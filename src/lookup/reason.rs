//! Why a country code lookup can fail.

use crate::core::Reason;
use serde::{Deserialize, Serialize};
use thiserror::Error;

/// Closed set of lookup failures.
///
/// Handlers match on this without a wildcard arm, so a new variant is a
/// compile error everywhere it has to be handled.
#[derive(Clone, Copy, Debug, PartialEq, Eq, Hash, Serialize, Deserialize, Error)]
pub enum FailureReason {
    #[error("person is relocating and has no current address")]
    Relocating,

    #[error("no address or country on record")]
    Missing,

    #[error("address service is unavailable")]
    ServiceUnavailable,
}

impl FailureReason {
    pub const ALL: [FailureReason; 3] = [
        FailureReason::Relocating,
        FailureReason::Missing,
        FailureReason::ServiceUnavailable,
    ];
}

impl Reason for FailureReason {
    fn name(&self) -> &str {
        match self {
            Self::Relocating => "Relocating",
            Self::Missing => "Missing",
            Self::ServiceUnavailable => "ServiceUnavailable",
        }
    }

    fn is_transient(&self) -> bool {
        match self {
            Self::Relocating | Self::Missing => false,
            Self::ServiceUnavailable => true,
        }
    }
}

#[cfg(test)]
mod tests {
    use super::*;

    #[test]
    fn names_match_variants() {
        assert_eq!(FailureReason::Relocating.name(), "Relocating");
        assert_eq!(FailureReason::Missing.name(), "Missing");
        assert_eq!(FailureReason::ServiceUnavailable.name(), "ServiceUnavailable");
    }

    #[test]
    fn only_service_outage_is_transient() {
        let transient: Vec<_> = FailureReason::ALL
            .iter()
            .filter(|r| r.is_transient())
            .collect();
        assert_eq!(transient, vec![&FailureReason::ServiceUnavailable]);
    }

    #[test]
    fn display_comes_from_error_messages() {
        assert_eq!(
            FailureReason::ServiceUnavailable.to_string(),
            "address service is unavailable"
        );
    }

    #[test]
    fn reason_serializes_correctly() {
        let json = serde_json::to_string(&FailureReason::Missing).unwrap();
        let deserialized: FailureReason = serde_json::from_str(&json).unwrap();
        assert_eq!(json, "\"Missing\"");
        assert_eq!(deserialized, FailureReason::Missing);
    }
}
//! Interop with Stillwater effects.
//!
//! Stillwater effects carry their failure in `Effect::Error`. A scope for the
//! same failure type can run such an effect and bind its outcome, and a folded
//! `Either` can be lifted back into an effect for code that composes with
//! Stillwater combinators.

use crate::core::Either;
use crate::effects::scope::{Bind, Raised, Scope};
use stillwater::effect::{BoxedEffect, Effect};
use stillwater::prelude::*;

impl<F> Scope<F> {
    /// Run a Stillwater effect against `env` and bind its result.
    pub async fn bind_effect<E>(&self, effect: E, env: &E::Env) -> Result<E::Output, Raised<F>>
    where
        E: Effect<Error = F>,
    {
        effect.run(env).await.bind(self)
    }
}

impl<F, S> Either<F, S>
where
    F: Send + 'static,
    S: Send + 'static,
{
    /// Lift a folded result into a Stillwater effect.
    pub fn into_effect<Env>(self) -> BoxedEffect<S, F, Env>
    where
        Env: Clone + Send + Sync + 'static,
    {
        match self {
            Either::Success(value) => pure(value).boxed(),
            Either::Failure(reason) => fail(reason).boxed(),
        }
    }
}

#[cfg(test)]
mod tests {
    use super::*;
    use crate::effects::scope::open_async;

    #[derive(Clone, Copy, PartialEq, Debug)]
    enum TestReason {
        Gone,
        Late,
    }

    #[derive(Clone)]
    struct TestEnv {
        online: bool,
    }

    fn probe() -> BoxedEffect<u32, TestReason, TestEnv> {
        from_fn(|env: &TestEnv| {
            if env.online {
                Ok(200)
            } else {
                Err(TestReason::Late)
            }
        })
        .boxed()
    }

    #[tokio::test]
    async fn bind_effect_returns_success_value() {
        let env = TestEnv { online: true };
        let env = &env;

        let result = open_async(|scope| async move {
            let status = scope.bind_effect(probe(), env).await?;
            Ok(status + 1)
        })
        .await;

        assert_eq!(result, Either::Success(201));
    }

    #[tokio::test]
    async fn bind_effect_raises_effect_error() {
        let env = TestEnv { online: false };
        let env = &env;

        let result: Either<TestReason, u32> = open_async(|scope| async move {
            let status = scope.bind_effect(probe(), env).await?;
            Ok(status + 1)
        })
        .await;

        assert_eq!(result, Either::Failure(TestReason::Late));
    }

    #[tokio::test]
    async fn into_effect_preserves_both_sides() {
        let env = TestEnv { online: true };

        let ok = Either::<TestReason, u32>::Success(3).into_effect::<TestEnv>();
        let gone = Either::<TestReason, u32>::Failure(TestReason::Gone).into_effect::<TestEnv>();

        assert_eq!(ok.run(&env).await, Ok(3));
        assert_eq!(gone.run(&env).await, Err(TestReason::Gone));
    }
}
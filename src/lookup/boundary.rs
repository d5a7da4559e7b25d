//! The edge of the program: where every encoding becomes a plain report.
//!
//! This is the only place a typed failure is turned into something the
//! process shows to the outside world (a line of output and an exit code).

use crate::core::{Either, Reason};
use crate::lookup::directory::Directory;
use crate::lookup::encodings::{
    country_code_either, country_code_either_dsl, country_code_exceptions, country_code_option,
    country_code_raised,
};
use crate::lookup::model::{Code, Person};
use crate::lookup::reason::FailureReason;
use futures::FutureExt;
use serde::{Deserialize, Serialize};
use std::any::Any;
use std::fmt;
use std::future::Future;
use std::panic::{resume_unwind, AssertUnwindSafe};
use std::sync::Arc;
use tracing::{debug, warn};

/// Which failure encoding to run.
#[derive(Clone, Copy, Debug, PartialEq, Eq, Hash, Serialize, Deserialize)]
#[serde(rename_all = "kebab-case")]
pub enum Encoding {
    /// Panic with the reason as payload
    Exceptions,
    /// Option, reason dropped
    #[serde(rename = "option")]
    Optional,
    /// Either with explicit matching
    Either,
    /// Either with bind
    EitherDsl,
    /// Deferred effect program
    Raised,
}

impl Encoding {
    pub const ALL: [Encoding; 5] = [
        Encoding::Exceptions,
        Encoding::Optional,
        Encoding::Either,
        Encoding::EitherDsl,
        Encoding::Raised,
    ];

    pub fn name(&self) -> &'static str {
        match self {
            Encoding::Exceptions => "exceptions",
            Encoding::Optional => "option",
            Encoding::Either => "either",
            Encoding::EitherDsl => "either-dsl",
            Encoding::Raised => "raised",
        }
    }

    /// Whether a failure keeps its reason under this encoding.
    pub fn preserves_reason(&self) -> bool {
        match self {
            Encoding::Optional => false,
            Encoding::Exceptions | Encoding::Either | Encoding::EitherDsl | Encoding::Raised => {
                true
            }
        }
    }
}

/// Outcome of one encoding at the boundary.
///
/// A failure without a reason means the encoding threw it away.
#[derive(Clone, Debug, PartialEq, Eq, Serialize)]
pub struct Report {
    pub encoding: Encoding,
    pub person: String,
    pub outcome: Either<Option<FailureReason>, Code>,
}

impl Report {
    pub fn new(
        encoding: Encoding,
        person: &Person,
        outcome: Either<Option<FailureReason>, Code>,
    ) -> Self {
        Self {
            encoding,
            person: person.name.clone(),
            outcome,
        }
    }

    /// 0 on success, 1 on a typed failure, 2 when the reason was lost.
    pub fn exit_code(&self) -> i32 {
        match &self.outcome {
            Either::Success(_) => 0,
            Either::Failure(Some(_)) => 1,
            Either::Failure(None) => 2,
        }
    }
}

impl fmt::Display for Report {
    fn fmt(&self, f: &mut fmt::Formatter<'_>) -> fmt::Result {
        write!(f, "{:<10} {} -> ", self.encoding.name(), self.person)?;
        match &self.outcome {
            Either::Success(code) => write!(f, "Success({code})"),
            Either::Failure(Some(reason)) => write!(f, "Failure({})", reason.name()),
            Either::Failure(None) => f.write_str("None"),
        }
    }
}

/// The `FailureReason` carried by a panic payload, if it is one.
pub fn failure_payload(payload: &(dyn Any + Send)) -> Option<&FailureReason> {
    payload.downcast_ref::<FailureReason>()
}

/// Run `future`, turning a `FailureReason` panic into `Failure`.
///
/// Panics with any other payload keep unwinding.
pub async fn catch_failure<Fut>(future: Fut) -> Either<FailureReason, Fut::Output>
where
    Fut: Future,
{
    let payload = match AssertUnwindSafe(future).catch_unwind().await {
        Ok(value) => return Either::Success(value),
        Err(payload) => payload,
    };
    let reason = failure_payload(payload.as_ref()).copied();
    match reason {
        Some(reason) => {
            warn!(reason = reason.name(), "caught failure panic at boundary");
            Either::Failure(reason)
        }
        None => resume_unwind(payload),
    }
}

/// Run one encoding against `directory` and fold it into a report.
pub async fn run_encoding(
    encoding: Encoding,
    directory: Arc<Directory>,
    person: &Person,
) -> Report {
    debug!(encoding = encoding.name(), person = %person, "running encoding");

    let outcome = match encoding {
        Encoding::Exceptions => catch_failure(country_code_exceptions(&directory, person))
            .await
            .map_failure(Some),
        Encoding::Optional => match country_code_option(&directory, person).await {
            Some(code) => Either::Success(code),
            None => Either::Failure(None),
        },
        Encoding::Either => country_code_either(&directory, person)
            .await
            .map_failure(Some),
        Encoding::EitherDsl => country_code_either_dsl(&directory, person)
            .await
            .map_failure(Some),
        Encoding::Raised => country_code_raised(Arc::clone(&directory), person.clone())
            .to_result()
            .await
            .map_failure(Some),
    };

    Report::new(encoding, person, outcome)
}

****

ABOUT THIS EXERCISE —
What is the number of lines in the records that hold "EitherDsl"? Give the number by itself.

RESULT FOR THIS EXERCISE —
5